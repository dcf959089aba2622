//! lbtrace - load balancer listener tracing
//!
//! Walks project tags, autoscaling groups, target groups, load balancers and
//! listener rules to find which listeners forward traffic to a project's stage.

pub mod call;
pub mod cli;
pub mod config;
pub mod error;
pub mod matcher;
pub mod output;
pub mod pipeline;
pub mod providers;
pub mod resolvers;
pub mod resource;

pub use config::TraceConfig;
pub use error::LbTraceError;
pub use matcher::{MatchMode, StageMatcher};
pub use pipeline::{Pipeline, TraceReport};
pub use providers::{Provider, ProviderError, ProviderSettings, get_provider};
pub use resolvers::{BranchScope, ResolveError, Stage};
pub use resource::Correlation;
pub mod aws;
pub mod fixture;

use std::path::PathBuf;
use std::time::Duration;

use async_trait::async_trait;
use thiserror::Error;

use crate::resource::{AutoscalingGroup, Listener, Rule, Tag, TargetGroup};

/// Operation names used in errors and logs.
pub mod operation {
    pub const DESCRIBE_TAGS: &str = "DescribeTags";
    pub const DESCRIBE_AUTO_SCALING_GROUPS: &str = "DescribeAutoScalingGroups";
    pub const DESCRIBE_TARGET_GROUPS: &str = "DescribeTargetGroups";
    pub const DESCRIBE_LISTENERS: &str = "DescribeListeners";
    pub const DESCRIBE_RULES: &str = "DescribeRules";
}

#[derive(Debug, Clone, Error)]
pub enum ProviderError {
    #[error("unknown provider: {0}")]
    UnknownProvider(String),

    #[error("configuration error: {0}")]
    Configuration(String),

    #[error("{operation} throttled: {message}")]
    Throttled {
        operation: &'static str,
        message: String,
    },

    /// Network failure, 5xx or similar; worth another attempt.
    #[error("{operation} failed transiently: {message}")]
    Transient {
        operation: &'static str,
        message: String,
    },

    #[error("{operation} timed out after {after:?}")]
    Timeout {
        operation: &'static str,
        after: Duration,
    },

    #[error("{operation} failed ({code}): {message}")]
    Service {
        operation: &'static str,
        code: String,
        message: String,
    },

    #[error("{operation} pagination did not terminate: {message}")]
    Pagination {
        operation: &'static str,
        message: String,
    },

    #[error("{operation} cancelled")]
    Cancelled { operation: &'static str },
}

impl ProviderError {
    pub fn is_retryable(&self) -> bool {
        matches!(
            self,
            ProviderError::Throttled { .. }
                | ProviderError::Transient { .. }
                | ProviderError::Timeout { .. }
        )
    }
}

/// One page of a provider listing. `next_token` is `None` on the last page.
#[derive(Debug, Clone, PartialEq)]
pub struct Page<T> {
    pub items: Vec<T>,
    pub next_token: Option<String>,
}

impl<T> Page<T> {
    pub fn new(items: Vec<T>, next_token: Option<String>) -> Self {
        Self { items, next_token }
    }

    pub fn last(items: Vec<T>) -> Self {
        Self {
            items,
            next_token: None,
        }
    }

    pub fn has_more(&self) -> bool {
        self.next_token.is_some()
    }
}

/// The remote resource-description API the resolvers walk.
#[async_trait]
pub trait Provider: Send + Sync {
    fn name(&self) -> &str;

    /// Tag records whose value equals `project`.
    async fn describe_tags(
        &self,
        project: &str,
        next_token: Option<String>,
    ) -> Result<Page<Tag>, ProviderError>;

    async fn describe_auto_scaling_groups(
        &self,
        names: &[String],
        next_token: Option<String>,
    ) -> Result<Page<AutoscalingGroup>, ProviderError>;

    async fn describe_target_groups(
        &self,
        ids: &[String],
        next_token: Option<String>,
    ) -> Result<Page<TargetGroup>, ProviderError>;

    async fn describe_listeners(
        &self,
        load_balancer_id: &str,
        next_token: Option<String>,
    ) -> Result<Page<Listener>, ProviderError>;

    /// One page of a listener's rules.
    async fn describe_rules(
        &self,
        listener_id: &str,
        next_token: Option<String>,
    ) -> Result<Page<Rule>, ProviderError>;
}

#[derive(Debug, Clone, Default)]
pub struct ProviderSettings {
    pub region: Option<String>,
    pub profile: Option<String>,
    pub endpoint_url: Option<String>,
    pub fixture: Option<PathBuf>,
}

pub async fn get_provider(
    name: &str,
    settings: &ProviderSettings,
) -> Result<Box<dyn Provider>, ProviderError> {
    match name {
        "aws" => Ok(Box::new(aws::AwsProvider::connect(settings).await?)),
        "fixture" => {
            let path = settings.fixture.as_ref().ok_or_else(|| {
                ProviderError::Configuration("fixture provider requires --fixture".to_string())
            })?;
            Ok(Box::new(fixture::FixtureProvider::from_path(path)?))
        }
        other => Err(ProviderError::UnknownProvider(other.to_string())),
    }
}
use thiserror::Error;

#[derive(Debug, Error)]
pub enum LbTraceError {
    #[error("configuration error: {0}")]
    Configuration(String),

    #[error(transparent)]
    Provider(#[from] crate::providers::ProviderError),

    #[error(transparent)]
    Resolve(#[from] crate::resolvers::ResolveError),

    #[error("invalid stage pattern: {0}")]
    Pattern(#[from] regex::Error),

    #[error("I/O error: {0}")]
    Io(#[from] std::io::Error),

    #[error("JSON error: {0}")]
    Json(#[from] serde_json::Error),
}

**DESCRIPTION OF THE TASK**: What is the count of lines in the data above containing the string "after"? Write the number and nothing else.

**RESULT**: 2